**How to complete this task:** Each line of the records that includes "once" should be found and copied.
▼▼▼
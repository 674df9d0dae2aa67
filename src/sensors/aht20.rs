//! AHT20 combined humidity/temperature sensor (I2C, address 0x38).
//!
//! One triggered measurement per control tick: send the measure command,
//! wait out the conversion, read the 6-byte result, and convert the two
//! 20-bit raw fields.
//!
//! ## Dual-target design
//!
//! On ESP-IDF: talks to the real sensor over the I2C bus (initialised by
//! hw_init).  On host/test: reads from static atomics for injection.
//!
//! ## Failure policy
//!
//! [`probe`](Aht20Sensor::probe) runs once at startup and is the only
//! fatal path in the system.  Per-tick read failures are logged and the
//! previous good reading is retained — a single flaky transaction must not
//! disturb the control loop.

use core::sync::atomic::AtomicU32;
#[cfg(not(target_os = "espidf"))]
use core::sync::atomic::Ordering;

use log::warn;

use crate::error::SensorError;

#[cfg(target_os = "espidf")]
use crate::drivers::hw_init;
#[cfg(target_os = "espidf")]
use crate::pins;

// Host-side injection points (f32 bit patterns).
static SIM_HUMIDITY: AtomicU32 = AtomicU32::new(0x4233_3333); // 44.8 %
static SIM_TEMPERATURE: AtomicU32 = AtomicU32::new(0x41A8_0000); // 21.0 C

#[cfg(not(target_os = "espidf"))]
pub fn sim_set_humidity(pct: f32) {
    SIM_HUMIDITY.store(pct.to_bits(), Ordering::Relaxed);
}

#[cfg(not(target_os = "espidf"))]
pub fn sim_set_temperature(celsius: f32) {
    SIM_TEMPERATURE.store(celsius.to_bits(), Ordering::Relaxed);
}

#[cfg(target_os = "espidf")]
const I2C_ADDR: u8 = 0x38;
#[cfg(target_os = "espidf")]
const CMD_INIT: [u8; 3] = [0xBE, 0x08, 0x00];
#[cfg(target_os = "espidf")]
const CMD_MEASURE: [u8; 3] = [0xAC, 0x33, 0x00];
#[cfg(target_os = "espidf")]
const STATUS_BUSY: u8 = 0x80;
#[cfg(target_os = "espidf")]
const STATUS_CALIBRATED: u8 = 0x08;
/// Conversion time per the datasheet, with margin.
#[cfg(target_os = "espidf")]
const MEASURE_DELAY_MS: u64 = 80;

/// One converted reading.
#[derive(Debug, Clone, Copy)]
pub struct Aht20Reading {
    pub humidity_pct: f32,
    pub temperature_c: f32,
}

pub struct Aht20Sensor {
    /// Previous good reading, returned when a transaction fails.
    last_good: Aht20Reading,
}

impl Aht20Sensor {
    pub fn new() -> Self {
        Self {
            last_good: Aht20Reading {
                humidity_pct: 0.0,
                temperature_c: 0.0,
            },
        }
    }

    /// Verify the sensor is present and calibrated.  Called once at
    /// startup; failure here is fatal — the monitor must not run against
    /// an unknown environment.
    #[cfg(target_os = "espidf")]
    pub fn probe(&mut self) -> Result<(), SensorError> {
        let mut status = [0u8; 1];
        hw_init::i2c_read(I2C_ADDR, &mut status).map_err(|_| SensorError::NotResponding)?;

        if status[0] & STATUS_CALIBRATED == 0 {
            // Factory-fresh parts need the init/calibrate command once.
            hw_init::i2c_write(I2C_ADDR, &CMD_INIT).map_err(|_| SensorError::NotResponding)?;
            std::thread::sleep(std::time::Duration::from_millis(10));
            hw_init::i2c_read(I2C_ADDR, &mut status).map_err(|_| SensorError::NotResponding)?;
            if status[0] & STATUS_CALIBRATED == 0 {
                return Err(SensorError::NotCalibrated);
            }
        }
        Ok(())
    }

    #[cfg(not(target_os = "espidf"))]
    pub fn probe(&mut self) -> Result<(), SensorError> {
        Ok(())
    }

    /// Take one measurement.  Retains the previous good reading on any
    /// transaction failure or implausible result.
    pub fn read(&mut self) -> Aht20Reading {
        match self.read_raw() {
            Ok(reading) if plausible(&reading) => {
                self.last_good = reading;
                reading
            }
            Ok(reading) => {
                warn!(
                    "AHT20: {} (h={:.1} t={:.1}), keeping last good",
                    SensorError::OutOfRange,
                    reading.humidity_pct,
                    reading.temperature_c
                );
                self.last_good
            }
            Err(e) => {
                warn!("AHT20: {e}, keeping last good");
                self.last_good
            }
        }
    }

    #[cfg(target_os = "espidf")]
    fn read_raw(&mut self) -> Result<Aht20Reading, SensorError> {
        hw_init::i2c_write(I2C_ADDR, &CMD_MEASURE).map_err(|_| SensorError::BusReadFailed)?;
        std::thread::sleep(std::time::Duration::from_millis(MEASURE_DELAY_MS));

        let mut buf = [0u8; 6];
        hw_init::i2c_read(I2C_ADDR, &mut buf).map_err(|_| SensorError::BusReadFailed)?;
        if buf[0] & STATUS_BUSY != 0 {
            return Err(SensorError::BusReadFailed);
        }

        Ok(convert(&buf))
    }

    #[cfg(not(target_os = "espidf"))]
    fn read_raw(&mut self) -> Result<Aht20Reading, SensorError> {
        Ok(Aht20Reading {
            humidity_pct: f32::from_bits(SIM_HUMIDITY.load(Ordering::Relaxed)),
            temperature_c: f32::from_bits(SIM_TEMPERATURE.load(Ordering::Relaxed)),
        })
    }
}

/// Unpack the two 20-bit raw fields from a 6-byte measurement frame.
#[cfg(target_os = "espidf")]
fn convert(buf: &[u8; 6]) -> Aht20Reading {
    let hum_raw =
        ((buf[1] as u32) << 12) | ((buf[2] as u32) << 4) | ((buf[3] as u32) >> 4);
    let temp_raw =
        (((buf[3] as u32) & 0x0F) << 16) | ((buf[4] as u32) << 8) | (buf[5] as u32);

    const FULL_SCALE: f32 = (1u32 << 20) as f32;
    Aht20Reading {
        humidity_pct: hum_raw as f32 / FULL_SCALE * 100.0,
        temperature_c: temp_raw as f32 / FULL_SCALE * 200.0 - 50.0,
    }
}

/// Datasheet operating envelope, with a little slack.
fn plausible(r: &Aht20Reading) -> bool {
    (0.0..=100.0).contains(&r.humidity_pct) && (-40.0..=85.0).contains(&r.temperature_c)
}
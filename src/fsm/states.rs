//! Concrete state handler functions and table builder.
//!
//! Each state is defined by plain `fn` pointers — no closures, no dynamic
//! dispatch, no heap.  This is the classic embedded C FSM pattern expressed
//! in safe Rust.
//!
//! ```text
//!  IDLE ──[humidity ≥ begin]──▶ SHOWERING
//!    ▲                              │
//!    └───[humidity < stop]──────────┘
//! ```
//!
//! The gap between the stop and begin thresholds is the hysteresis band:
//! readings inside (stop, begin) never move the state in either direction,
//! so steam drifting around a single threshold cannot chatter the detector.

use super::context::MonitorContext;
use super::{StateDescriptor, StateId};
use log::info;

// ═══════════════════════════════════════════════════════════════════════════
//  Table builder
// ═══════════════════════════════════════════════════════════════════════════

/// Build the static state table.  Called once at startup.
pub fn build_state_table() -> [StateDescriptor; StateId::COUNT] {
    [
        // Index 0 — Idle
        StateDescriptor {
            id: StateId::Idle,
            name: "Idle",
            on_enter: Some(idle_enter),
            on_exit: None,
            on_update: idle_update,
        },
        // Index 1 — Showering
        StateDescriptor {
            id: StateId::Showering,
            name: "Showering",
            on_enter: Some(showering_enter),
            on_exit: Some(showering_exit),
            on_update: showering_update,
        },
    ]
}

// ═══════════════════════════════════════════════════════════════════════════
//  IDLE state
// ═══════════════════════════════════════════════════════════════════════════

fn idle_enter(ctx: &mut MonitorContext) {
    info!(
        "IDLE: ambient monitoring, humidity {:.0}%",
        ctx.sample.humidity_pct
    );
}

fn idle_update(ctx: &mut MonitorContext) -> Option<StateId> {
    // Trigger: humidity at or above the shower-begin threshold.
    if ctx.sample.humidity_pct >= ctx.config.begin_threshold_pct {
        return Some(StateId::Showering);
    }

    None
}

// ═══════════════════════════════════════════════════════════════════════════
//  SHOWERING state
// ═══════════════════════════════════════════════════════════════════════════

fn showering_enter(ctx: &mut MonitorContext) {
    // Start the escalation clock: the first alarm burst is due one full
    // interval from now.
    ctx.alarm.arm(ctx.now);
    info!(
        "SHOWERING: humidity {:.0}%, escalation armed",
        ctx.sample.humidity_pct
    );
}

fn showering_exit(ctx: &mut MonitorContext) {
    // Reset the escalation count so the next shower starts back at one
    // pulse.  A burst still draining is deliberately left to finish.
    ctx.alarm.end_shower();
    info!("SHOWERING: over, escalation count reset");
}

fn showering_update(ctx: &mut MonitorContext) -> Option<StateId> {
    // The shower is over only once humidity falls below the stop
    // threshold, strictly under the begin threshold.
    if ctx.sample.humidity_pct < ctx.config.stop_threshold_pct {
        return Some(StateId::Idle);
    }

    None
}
▲▲▲
**Written answer:**
//! [`probe`](Aht20Sensor::probe) runs once at startup and is the only
    /// Verify the sensor is present and calibrated.  Called once at
            // Factory-fresh parts need the init/calibrate command once.
/// Build the static state table.  Called once at startup.
    // The shower is over only once humidity falls below the stop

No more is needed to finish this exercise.